Voters in Santa Monica, Calif., opted to leave any decision regarding the redevelopment of Santa Monica Airport (SMO) to members of the city council once federal oversight of the historic airfield expires. They also defeated an initiative to allow a public vote on its future.
By a reported margin of 59-41, voters on November 8 defeated Measure D on the city ballot, which would have allowed voters to decide whether the city could make airport land available for non-aviation purposes. Results showed even stronger support for the city-backed Measure LC, granting the council authority to make that determination.
“This was not a referendum about the airport itself, but rather the matter of who should determine its fate,” Santa Monica Airport Association (SMAA) vice president Christian Fry told AIN. “Unfortunately, they chose to leave that decision to politicians.”
Fry pointed to what he termed “totally inaccurate” statements by airport opponents intended to sway votes towards Measure LC, including unsubstantiated claims about the proliferation of jets at SMO.
“We had a total of 95,152 operations last year, and jets represent only around 15 percent of them,” he said. “On average, that’s less than 20 aircraft per day. The idea that we are overrun with jets is factually untrue. You need only look at the information on the city’s website to see that.”
Additionally, Fry noted that Santa Monica’s intensive noise-abatement strategy led to 132 noise violations, a relatively small figure when compared with total operations. Those same restrictions also limit the size of aircraft operating from SMO.
“Furthermore, our airspace serves as a protective dome, keeping the floor of the LAX Bravo at 5,000 feet,” he added. “Removing SMO would trade something like 17 little jets per day, with hundreds of larger airliners flying at lower crossing altitudes.”
Alphabet Groups Respond
The Aircraft Owners and Pilots Association (AOPA) and National Business Aviation Association (NBAA) sponsored the Measure D petition, and contributed just shy of 75 percent of the approximately $800,000 raised toward efforts to preserve SMO. Measure LC backers raised a fraction of that.
“We are tremendously disappointed that the city council will be able to continue business as usual when it comes to attempts to close and redevelop the airport,” said Bill Dunn, AOPA vice president of airports, “[b]ut that doesn’t mean SMO is closing or that we’re giving up on it.”

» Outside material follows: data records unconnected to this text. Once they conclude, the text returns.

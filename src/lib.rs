// src/lib.rs
//! Feeds camera frames to an external hand tracking engine and turns its
//! per-frame skeletons into smoothed, orientation-correct hand state.

pub mod bridge;
pub mod config;
pub mod engine;
pub mod error;
pub mod export;
pub mod filter;
pub mod hand;
pub mod normalizer;
pub mod orientation;
pub mod pipeline;
pub mod session;
pub mod source;
pub mod tracking;

pub use bridge::{PerformanceReport, ProcessingMode, TickOutcome, TrackingBridge};
pub use config::PipelineConfig;
pub use engine::{EngineSettings, SimulatedEngine, TrackingEngine};
pub use error::{CaptureError, ConfigError, EngineError, PipelineError};
pub use hand::{HandInfo, LeftOrRightHand};
pub use pipeline::{HandPipeline, PipelineEvent, PipelineState};
pub use session::{Orientation, Session};
pub use tracking::{HandTracker, StableHand};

The FAA maintains it has never relinquished control over airport land, but a lawsuit filed by the city against the agency asserts that the city’s obligation to maintain it as an airport expires June 30, 2015, following a one-year extension to a 1984 operating agreement with the federal government.
Airport supporters counter that city officials last received federal grants for the airport in 2003, a timeline requiring them to keep SMO open until at least 2023.
“It is unfortunate that the ballot initiative outcome allows Santa Monica city officials to continue their long-standing attempts to close their community airport, which fly in the face of their legal obligations and disregard the importance of the airport as a general aviation gateway to Southern California,” added NBAA president and CEO Ed Bolen.
SMO proponents have accused city officials of employing a “starvation strategy,” in Fry’s words, by turning away new aviation businesses and allowing existing lease agreements to lapse without renewal. Despite the recent setback, Fry maintains that efforts to preserve SMO will continue as before.
“This has always been a long-term battle, and even if [Measure] D had passed we’d still be doing much the same work we’re doing now,” he said. “We’re confident we have peoples’ attention.”